**Assigned task:** Filter the entries below down to the lines that hold "None".

[Data supplied Boundary: Start]

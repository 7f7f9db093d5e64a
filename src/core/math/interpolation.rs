use nalgebra::{Point2, Vector2, Vector3};
use std::ops::{Add, Div, Mul};

const EPSILON: f32 = 1e-6;

/// 2D cross product (z component of the 3D cross product).
#[inline(always)]
pub fn cross_2d(a: &Vector2<f32>, b: &Vector2<f32>) -> f32 {
    a.x * b.y - a.y * b.x
}

/// Screen-space edges of a triangle plus its signed double area.
///
/// Edges run v0→v1, v1→v2, v2→v0; the area is `cross(e12, e20)`.
#[derive(Debug, Clone, Copy)]
pub struct TriangleEdges {
    pub vertices: [Point2<f32>; 3],
    pub edge01: Vector2<f32>,
    pub edge12: Vector2<f32>,
    pub edge20: Vector2<f32>,
    pub inverse_area: f32,
}

impl TriangleEdges {
    /// Returns `None` for zero-area or non-finite triangles.
    pub fn new(v0: Point2<f32>, v1: Point2<f32>, v2: Point2<f32>) -> Option<Self> {
        let edge01 = v1 - v0;
        let edge12 = v2 - v1;
        let edge20 = v0 - v2;

        let area = cross_2d(&edge12, &edge20);
        if !area.is_finite() || area.abs() < EPSILON {
            return None;
        }

        Some(Self {
            vertices: [v0, v1, v2],
            edge01,
            edge12,
            edge20,
            inverse_area: 1.0 / area,
        })
    }

    /// Evaluates the three edge functions for `p` as (c01, c12, c20).
    #[inline]
    pub fn edge_functions(&self, p: Point2<f32>) -> Vector3<f32> {
        let [v0, v1, v2] = self.vertices;
        Vector3::new(
            cross_2d(&self.edge01, &(p - v0)),
            cross_2d(&self.edge12, &(p - v1)),
            cross_2d(&self.edge20, &(p - v2)),
        )
    }

    /// Barycentric weights for (v0, v1, v2), or `None` when `p` is outside.
    ///
    /// Inside means every edge function is >= 0, so only one winding passes.
    #[inline]
    pub fn weights(&self, p: Point2<f32>) -> Option<Vector3<f32>> {
        let c = self.edge_functions(p);
        if !is_inside_triangle(&c) {
            return None;
        }
        Some(Vector3::new(c.y, c.z, c.x) * self.inverse_area)
    }
}

/// True when all three edge functions are non-negative.
#[inline(always)]
pub fn is_inside_triangle(edge_functions: &Vector3<f32>) -> bool {
    edge_functions.x >= 0.0 && edge_functions.y >= 0.0 && edge_functions.z >= 0.0
}

/// Interpolates a per-vertex scalar by its reciprocal: `1 / Σ weight_i / value_i`.
///
/// Used for both the depth (`z`) and the perspective term (`w`).
#[inline]
pub fn interpolate_reciprocal(weights: &Vector3<f32>, values: [f32; 3]) -> f32 {
    1.0 / (weights.x / values[0] + weights.y / values[1] + weights.z / values[2])
}

/// Perspective-correct attribute interpolation:
/// `(Σ weight_i * attr_i / w_i) * interpolated_w`.
#[inline]
pub fn perspective_correct<T>(
    weights: &Vector3<f32>,
    attributes: [T; 3],
    w: [f32; 3],
    interpolated_w: f32,
) -> T
where
    T: Copy + Add<Output = T> + Mul<f32, Output = T> + Div<f32, Output = T>,
{
    (attributes[0] * weights.x / w[0]
        + attributes[1] * weights.y / w[1]
        + attributes[2] * weights.z / w[2])
        * interpolated_w
}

[Data supplied Boundary: End]

**Exercise response:**
    /// Returns `None` for zero-area or non-finite triangles.
            return None;
    /// Barycentric weights for (v0, v1, v2), or `None` when `p` is outside.
            return None;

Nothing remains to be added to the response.